• _DATA RECORDS_
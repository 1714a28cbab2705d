//! Record service for the `tasks` table.

use super::TaskStats;
use crate::error::{Error, Result};
use crate::record::{new_record_id, next_timestamp, now_millis, NewTask, Task, TaskPatch};
use crate::store::LocalStore;
use crate::sync::merge::{resolve, MergeReport, Resolution};
use crate::Timestamp;
use sqlx::sqlite::SqliteRow;
use sqlx::{QueryBuilder, Row, Sqlite};

const TABLE: &str = "tasks";

const COLUMNS: &str = "id, title, description, completed, created_at, updated_at, due_date, user_id";

fn task_from_row(row: &SqliteRow) -> Result<Task> {
    Ok(Task {
        id: row.try_get("id")?,
        title: row.try_get("title")?,
        description: row.try_get("description")?,
        completed: row.try_get("completed")?,
        created_at: row.try_get("created_at")?,
        updated_at: row.try_get("updated_at")?,
        due_date: row.try_get("due_date")?,
        user_id: row.try_get("user_id")?,
    })
}

/// CRUD over tasks.
#[derive(Debug, Clone)]
pub struct TaskService {
    store: LocalStore,
}

impl TaskService {
    pub fn new(store: LocalStore) -> Self {
        Self { store }
    }

    /// Insert a new task with a fresh id and both timestamps set to now.
    pub async fn create(&self, new: NewTask) -> Result<Task> {
        let now = now_millis();
        let row = sqlx::query(&format!(
            "INSERT INTO {TABLE} ({COLUMNS}) VALUES (?1, ?2, ?3, ?4, ?5, ?5, ?6, ?7) RETURNING {COLUMNS}"
        ))
        .bind(new_record_id())
        .bind(&new.title)
        .bind(&new.description)
        .bind(new.completed)
        .bind(now)
        .bind(new.due_date)
        .bind(&new.user_id)
        .fetch_optional(self.store.pool())
        .await?
        .ok_or_else(|| Error::InsertFailed(TABLE.to_string()))?;

        let task = task_from_row(&row)?;
        tracing::info!(task_id = %task.id, title = %task.title, "Task created");
        Ok(task)
    }

    /// Fetch a task by id.
    pub async fn get(&self, id: &str) -> Result<Option<Task>> {
        let row = sqlx::query(&format!("SELECT {COLUMNS} FROM {TABLE} WHERE id = ?1"))
            .bind(id)
            .fetch_optional(self.store.pool())
            .await?;

        row.as_ref().map(task_from_row).transpose()
    }

    /// Apply `patch` to the task, bumping `updated_at`.
    ///
    /// Only the fields set in the patch are written.
    pub async fn update(&self, id: &str, patch: TaskPatch) -> Result<Task> {
        let current = self
            .get(id)
            .await?
            .ok_or_else(|| Error::NotFound(id.to_string()))?;

        let mut query = QueryBuilder::<Sqlite>::new(format!("UPDATE {TABLE} SET updated_at = "));
        query.push_bind(next_timestamp(current.updated_at));
        if let Some(title) = patch.title {
            query.push(", title = ").push_bind(title);
        }
        if let Some(description) = patch.description {
            query.push(", description = ").push_bind(description);
        }
        if let Some(completed) = patch.completed {
            query.push(", completed = ").push_bind(completed);
        }
        if let Some(due_date) = patch.due_date {
            query.push(", due_date = ").push_bind(due_date);
        }
        if let Some(user_id) = patch.user_id {
            query.push(", user_id = ").push_bind(user_id);
        }
        query.push(" WHERE id = ").push_bind(id.to_string());
        query.push(format!(" RETURNING {COLUMNS}"));

        let row = query
            .build()
            .fetch_optional(self.store.pool())
            .await?
            .ok_or_else(|| Error::NotFound(id.to_string()))?;

        let task = task_from_row(&row)?;
        tracing::info!(task_id = %task.id, "Task updated");
        Ok(task)
    }

    /// Mark a task done or not done.
    pub async fn set_completed(&self, id: &str, completed: bool) -> Result<Task> {
        self.update(id, TaskPatch::completed(completed)).await
    }

    /// Delete a task. Deleting an unknown id is not an error.
    ///
    /// Returns whether a row was removed.
    pub async fn delete(&self, id: &str) -> Result<bool> {
        let result = sqlx::query(&format!("DELETE FROM {TABLE} WHERE id = ?1"))
            .bind(id)
            .execute(self.store.pool())
            .await?;

        let removed = result.rows_affected() > 0;
        tracing::info!(task_id = %id, removed, "Task deleted");
        Ok(removed)
    }

    /// All tasks, oldest first.
    pub async fn list(&self) -> Result<Vec<Task>> {
        self.fetch(&format!(
            "SELECT {COLUMNS} FROM {TABLE} ORDER BY created_at ASC, rowid ASC"
        ))
        .await
    }

    /// Tasks with the given completion flag, oldest first.
    pub async fn list_completed(&self, completed: bool) -> Result<Vec<Task>> {
        let rows = sqlx::query(&format!(
            "SELECT {COLUMNS} FROM {TABLE} WHERE completed = ?1 ORDER BY created_at ASC, rowid ASC"
        ))
        .bind(completed)
        .fetch_all(self.store.pool())
        .await?;

        rows.iter().map(task_from_row).collect()
    }

    /// Tasks modified strictly after `since`, least recently updated first.
    pub async fn list_updated_since(&self, since: Timestamp) -> Result<Vec<Task>> {
        let rows = sqlx::query(&format!(
            "SELECT {COLUMNS} FROM {TABLE} WHERE updated_at > ?1 ORDER BY updated_at ASC, rowid ASC"
        ))
        .bind(since)
        .fetch_all(self.store.pool())
        .await?;

        rows.iter().map(task_from_row).collect()
    }

    /// Completed/pending counts.
    pub async fn stats(&self) -> Result<TaskStats> {
        let row = sqlx::query(&format!(
            "SELECT COUNT(*) AS total, \
             COALESCE(SUM(CASE WHEN completed THEN 1 ELSE 0 END), 0) AS completed \
             FROM {TABLE}"
        ))
        .fetch_one(self.store.pool())
        .await?;

        let total: i64 = row.try_get("total")?;
        let completed: i64 = row.try_get("completed")?;
        Ok(TaskStats {
            total,
            completed,
            pending: total - completed,
        })
    }

    /// Delete every task. The table itself stays.
    pub async fn clear_all(&self) -> Result<u64> {
        let result = sqlx::query(&format!("DELETE FROM {TABLE}"))
            .execute(self.store.pool())
            .await?;

        tracing::info!(removed = result.rows_affected(), "All tasks cleared");
        Ok(result.rows_affected())
    }

    /// Merge records pulled from the cloud, latest `updated_at` winning.
    ///
    /// Absent records are inserted as-is; a strictly newer local row is kept;
    /// otherwise the remote fields overwrite the local ones. Runs in one
    /// transaction.
    pub async fn merge_remote(&self, remote: &[Task]) -> Result<MergeReport> {
        let mut report = MergeReport::default();
        let mut tx = self.store.pool().begin().await?;

        for incoming in remote {
            let local_updated = sqlx::query_scalar::<_, Timestamp>(&format!(
                "SELECT updated_at FROM {TABLE} WHERE id = ?1"
            ))
            .bind(&incoming.id)
            .fetch_optional(&mut *tx)
            .await?;

            match resolve(local_updated, incoming.updated_at) {
                Resolution::Insert => {
                    sqlx::query(&format!(
                        "INSERT INTO {TABLE} ({COLUMNS}) VALUES (?1, ?2, ?3, ?4, ?5, ?6, ?7, ?8)"
                    ))
                    .bind(&incoming.id)
                    .bind(&incoming.title)
                    .bind(&incoming.description)
                    .bind(incoming.completed)
                    .bind(incoming.created_at)
                    .bind(incoming.updated_at)
                    .bind(incoming.due_date)
                    .bind(&incoming.user_id)
                    .execute(&mut *tx)
                    .await?;
                    report.inserted += 1;
                }
                Resolution::TakeRemote => {
                    sqlx::query(&format!(
                        "UPDATE {TABLE} SET title = ?2, description = ?3, completed = ?4, \
                         updated_at = MAX(updated_at, ?5), due_date = ?6 WHERE id = ?1"
                    ))
                    .bind(&incoming.id)
                    .bind(&incoming.title)
                    .bind(&incoming.description)
                    .bind(incoming.completed)
                    .bind(incoming.updated_at)
                    .bind(incoming.due_date)
                    .execute(&mut *tx)
                    .await?;
                    report.updated += 1;
                }
                Resolution::KeepLocal => {
                    tracing::debug!(task_id = %incoming.id, "Local task is newer, keeping it");
                    report.kept_local += 1;
                }
            }
        }

        tx.commit().await?;
        tracing::info!(
            inserted = report.inserted,
            updated = report.updated,
            kept_local = report.kept_local,
            "Merged remote tasks"
        );
        Ok(report)
    }

    async fn fetch(&self, sql: &str) -> Result<Vec<Task>> {
        let rows = sqlx::query(sql).fetch_all(self.store.pool()).await?;
        rows.iter().map(task_from_row).collect()
    }
}
//! HTTP route definitions.

mod health;
mod sync;

use crate::AppState;
use axum::Router;

/// Create all application routes.
pub fn create_routes() -> Router<AppState> {
    Router::new().merge(health::routes()).merge(sync::routes())
}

• _WHAT IS REQUIRED_
Lines containing the word "MergeReport": copy each of them from the material.

• _REPLY TO THE TASK_
use crate::sync::merge::{resolve, MergeReport, Resolution};
    pub async fn merge_remote(&self, remote: &[Task]) -> Result<MergeReport> {
        let mut report = MergeReport::default();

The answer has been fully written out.